Material provided:
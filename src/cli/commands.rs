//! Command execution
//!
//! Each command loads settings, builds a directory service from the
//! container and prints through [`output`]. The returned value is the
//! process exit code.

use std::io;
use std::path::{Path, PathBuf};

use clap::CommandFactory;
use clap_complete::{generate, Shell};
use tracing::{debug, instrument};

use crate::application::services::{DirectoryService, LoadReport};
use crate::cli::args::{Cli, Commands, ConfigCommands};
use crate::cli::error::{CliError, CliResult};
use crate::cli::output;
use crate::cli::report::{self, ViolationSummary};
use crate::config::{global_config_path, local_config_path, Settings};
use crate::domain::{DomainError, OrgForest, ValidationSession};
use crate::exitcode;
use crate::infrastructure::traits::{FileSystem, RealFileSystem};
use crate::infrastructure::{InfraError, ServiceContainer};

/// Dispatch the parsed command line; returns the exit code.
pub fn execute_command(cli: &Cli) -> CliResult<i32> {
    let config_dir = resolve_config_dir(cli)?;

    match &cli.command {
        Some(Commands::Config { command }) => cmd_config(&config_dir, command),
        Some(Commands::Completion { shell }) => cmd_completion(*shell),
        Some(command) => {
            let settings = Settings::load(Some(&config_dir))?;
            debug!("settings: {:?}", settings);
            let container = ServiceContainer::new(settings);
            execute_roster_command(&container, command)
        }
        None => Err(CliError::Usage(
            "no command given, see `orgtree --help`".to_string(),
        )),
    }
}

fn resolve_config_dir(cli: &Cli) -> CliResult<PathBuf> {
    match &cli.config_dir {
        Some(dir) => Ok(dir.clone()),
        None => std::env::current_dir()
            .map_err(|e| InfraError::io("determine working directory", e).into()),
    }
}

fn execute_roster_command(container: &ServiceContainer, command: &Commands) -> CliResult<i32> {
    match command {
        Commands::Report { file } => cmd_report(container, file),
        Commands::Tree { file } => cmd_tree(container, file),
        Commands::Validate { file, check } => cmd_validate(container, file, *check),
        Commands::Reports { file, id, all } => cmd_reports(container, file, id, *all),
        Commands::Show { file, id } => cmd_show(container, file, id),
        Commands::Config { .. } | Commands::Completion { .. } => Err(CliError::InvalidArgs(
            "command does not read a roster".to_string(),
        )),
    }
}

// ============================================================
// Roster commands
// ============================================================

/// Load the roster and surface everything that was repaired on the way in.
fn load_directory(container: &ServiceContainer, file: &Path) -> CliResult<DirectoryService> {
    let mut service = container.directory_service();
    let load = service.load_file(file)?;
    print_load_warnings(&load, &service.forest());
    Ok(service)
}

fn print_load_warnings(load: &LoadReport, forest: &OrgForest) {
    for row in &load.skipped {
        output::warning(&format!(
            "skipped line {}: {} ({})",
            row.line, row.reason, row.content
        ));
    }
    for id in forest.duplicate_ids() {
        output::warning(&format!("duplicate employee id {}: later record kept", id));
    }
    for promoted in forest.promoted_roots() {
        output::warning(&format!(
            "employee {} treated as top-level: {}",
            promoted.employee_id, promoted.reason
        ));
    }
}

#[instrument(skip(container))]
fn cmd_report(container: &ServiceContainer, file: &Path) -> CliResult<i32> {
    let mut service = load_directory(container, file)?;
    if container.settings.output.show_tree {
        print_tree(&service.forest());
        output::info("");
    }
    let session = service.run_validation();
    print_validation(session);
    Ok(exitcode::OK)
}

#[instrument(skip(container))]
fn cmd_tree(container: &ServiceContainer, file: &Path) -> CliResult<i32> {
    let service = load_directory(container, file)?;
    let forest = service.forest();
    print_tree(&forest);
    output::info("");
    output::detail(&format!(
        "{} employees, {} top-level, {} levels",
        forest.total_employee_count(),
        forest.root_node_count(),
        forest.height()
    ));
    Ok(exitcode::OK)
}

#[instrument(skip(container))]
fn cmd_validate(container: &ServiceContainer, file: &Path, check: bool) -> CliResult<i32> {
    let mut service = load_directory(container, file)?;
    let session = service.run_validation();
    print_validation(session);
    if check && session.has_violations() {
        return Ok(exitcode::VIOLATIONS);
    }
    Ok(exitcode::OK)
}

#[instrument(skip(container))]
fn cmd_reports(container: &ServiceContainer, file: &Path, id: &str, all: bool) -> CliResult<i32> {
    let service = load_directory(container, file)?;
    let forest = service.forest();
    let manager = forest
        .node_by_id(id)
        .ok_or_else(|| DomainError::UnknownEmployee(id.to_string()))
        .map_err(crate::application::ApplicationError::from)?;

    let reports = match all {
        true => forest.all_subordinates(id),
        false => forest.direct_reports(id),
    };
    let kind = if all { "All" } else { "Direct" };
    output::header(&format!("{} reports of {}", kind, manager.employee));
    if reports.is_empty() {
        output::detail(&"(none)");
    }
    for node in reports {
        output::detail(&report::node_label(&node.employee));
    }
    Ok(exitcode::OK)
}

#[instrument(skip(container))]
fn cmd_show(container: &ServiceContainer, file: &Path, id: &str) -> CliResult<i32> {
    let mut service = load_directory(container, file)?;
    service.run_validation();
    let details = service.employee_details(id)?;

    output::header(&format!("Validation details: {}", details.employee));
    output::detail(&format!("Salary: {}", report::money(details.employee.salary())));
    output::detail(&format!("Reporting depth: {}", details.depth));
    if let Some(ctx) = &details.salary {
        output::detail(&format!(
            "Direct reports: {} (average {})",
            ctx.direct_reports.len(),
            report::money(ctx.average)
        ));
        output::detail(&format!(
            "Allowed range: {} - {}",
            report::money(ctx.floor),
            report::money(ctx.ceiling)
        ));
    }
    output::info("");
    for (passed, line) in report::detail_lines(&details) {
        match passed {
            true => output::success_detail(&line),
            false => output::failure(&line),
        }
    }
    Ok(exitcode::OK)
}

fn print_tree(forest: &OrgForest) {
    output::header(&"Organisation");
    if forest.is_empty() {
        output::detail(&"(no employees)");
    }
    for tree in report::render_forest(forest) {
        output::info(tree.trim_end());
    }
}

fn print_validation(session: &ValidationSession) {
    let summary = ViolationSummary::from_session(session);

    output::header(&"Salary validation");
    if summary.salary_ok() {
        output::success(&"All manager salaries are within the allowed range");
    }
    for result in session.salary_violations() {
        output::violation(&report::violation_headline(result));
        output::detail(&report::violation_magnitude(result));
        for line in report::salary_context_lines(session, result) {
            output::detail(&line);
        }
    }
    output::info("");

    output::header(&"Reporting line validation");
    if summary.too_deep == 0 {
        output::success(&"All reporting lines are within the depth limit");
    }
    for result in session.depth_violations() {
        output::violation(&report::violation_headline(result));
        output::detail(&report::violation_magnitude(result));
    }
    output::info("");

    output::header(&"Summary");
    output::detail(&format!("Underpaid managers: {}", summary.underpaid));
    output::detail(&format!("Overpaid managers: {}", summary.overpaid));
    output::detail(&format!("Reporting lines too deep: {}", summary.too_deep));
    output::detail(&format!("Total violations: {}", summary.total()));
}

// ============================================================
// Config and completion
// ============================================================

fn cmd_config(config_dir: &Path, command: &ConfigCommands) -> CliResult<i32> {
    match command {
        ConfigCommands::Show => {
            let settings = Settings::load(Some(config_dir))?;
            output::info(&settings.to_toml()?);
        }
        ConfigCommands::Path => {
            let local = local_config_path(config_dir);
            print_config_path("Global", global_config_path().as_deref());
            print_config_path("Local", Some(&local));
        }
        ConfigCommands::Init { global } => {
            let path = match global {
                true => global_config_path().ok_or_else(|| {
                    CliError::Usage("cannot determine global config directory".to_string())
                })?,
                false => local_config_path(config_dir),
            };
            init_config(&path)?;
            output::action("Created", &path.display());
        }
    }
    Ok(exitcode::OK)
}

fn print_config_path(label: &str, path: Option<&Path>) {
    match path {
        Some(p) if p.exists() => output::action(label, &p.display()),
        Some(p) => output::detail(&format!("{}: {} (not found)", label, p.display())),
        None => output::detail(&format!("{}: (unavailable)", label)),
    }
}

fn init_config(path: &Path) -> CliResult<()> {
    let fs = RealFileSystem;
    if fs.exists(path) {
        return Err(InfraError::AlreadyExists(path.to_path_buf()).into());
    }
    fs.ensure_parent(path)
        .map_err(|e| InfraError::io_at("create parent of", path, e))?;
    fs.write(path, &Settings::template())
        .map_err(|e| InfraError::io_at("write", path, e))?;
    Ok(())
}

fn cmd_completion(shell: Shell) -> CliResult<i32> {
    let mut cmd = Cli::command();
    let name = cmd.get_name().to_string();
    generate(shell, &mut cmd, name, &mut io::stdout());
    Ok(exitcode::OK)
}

--

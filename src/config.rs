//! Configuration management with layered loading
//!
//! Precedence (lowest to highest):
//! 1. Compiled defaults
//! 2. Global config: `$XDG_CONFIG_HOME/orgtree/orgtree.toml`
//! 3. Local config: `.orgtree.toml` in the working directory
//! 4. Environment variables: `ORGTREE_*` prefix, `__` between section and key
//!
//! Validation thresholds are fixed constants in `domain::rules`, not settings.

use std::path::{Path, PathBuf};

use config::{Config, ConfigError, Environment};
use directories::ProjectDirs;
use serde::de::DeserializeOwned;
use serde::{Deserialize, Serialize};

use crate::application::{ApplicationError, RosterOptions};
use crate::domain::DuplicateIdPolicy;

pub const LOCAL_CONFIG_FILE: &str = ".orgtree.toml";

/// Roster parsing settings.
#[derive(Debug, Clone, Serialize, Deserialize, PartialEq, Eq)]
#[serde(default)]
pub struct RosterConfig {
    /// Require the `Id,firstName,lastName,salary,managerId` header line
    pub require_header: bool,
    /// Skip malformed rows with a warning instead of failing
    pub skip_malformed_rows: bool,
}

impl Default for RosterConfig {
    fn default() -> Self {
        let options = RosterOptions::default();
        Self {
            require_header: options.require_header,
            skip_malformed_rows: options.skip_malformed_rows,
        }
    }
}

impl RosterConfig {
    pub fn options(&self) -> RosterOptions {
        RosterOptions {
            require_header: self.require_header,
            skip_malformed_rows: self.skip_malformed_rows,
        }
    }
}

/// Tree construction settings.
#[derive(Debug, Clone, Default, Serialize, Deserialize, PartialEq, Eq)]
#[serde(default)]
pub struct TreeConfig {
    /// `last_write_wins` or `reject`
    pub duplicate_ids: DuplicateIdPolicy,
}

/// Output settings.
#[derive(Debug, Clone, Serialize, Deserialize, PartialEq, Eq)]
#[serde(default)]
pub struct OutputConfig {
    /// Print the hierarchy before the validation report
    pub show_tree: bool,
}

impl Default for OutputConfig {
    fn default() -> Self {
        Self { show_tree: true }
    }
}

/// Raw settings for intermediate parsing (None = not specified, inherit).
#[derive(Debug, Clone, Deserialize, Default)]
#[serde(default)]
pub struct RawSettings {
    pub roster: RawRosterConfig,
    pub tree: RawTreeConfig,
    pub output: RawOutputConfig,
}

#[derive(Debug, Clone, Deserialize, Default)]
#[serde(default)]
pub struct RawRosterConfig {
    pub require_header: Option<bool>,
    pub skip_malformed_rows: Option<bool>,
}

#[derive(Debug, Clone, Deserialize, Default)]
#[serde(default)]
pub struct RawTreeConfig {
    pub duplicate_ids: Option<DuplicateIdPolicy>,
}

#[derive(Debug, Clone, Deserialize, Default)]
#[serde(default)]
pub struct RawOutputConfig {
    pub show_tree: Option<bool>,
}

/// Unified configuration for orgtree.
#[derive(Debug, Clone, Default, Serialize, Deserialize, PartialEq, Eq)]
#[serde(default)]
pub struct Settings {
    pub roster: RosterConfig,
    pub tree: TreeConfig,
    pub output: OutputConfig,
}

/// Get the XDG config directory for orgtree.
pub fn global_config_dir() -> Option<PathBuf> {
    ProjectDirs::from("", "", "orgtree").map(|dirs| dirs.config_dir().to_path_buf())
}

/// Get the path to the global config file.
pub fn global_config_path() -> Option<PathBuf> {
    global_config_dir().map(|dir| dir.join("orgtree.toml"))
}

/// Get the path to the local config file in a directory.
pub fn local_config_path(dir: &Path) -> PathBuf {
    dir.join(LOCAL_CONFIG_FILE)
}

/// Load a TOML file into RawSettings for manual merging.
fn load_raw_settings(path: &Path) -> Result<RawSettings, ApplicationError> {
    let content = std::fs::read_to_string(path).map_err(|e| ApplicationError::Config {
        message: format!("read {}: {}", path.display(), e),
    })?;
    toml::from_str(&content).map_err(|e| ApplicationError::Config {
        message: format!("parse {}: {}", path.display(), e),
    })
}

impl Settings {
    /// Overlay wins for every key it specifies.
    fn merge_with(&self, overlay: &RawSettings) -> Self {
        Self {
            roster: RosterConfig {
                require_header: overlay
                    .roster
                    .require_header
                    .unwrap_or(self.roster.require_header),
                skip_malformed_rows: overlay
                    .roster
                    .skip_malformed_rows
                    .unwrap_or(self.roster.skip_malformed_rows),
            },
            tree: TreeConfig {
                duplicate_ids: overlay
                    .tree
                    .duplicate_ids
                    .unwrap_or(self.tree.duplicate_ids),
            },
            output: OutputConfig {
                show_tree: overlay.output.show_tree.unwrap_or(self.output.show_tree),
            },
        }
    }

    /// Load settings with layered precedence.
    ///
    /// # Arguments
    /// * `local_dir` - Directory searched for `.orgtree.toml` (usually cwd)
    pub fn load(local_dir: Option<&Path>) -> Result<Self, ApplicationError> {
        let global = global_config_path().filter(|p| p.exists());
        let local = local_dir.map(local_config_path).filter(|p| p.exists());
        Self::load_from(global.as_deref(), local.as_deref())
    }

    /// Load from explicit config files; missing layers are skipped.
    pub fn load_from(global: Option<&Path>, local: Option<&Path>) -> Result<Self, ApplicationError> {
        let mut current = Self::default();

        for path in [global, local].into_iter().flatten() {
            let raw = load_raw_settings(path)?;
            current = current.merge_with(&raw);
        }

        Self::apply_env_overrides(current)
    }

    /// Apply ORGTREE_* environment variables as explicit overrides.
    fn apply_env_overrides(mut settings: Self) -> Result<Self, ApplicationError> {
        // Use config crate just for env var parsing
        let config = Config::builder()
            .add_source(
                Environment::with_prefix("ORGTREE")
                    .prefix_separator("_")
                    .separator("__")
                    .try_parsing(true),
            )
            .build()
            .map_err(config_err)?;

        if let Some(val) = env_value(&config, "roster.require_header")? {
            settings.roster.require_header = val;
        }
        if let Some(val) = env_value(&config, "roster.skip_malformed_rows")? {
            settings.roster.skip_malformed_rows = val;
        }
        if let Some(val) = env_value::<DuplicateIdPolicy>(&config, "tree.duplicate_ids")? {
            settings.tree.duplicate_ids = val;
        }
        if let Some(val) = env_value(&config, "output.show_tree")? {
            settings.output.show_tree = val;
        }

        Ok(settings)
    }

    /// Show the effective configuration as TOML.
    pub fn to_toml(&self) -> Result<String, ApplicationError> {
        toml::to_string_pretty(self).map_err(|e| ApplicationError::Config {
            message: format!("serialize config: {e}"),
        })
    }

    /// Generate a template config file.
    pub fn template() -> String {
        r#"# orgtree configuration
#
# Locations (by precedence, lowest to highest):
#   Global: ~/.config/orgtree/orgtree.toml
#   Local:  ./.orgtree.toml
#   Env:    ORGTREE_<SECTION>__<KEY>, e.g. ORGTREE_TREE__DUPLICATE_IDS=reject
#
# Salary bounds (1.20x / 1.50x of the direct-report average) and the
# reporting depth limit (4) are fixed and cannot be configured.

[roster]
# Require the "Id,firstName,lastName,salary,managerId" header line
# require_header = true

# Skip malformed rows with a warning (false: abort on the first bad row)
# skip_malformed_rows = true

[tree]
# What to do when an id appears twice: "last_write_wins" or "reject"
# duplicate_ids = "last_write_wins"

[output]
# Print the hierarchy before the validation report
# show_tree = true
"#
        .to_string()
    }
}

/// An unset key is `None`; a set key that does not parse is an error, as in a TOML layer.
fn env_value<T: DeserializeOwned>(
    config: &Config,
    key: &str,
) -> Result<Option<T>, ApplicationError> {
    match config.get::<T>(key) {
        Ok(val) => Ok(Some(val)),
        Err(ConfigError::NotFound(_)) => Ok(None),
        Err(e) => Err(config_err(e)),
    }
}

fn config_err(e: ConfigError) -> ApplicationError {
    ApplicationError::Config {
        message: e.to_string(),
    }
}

==

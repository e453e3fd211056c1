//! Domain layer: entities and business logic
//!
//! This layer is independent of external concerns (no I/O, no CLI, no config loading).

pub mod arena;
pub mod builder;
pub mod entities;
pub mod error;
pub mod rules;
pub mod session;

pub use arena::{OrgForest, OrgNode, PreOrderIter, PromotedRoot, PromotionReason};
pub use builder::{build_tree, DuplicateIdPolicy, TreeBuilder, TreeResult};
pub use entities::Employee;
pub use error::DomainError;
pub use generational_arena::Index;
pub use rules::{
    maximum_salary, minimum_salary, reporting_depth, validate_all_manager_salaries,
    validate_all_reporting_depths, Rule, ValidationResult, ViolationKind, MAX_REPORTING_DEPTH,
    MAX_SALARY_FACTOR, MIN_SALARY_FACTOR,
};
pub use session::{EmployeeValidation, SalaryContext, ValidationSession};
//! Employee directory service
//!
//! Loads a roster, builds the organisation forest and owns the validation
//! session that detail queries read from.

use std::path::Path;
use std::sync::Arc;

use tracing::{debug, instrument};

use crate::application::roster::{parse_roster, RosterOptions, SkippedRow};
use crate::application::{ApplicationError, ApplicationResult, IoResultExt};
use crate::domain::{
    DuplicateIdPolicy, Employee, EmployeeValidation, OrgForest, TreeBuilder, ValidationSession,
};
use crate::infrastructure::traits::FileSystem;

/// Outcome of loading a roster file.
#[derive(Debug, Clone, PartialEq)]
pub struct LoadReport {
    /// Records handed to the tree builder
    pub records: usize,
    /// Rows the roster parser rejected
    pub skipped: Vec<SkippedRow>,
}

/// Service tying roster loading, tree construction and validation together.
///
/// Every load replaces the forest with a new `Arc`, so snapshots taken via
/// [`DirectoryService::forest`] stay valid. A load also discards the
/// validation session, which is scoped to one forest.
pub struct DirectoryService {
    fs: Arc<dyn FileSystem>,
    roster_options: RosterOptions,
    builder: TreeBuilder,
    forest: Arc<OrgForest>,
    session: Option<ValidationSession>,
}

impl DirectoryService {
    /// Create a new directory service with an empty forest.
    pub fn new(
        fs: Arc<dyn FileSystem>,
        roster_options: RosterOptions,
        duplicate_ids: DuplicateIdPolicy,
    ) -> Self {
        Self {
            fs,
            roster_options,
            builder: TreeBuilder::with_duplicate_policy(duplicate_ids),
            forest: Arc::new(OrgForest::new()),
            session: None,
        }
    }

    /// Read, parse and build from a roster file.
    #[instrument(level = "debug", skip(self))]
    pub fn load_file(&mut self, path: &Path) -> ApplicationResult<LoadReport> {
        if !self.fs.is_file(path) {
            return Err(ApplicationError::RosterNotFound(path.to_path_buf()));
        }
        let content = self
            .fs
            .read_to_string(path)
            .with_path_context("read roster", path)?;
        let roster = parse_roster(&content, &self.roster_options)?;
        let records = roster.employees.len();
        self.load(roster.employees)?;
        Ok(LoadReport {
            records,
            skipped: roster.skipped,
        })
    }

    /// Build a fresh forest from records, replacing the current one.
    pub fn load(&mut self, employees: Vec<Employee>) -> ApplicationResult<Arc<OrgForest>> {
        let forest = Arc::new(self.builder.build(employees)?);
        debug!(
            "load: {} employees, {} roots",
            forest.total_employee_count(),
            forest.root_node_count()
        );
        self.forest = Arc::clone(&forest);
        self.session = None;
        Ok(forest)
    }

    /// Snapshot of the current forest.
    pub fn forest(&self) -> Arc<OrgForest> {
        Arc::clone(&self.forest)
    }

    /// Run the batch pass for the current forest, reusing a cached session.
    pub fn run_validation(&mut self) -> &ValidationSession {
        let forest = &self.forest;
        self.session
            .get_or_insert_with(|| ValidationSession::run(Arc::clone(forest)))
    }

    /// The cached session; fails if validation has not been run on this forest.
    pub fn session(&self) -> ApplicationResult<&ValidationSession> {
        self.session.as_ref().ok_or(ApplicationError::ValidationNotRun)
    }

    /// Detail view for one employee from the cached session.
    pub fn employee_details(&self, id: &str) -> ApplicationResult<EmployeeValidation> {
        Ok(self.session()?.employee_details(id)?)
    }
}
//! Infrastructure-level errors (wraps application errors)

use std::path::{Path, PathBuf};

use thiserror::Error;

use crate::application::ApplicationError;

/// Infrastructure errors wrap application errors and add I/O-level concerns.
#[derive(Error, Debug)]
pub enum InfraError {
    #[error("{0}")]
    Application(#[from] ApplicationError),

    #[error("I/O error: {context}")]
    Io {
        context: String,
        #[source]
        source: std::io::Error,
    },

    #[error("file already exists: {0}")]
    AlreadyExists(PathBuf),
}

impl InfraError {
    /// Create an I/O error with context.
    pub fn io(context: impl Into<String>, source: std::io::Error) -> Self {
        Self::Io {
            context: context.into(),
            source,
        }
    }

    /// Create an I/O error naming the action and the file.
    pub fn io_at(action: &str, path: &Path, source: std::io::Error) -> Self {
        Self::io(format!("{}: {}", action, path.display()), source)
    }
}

Description of the task:
Go through the entries and report every line with the string "action".

Response area:
            output::action("Created", &path.display());
        Some(p) if p.exists() => output::action(label, &p.display()),
    /// Create an I/O error naming the action and the file.
    pub fn io_at(action: &str, path: &Path, source: std::io::Error) -> Self {
        Self::io(format!("{}: {}", action, path.display()), source)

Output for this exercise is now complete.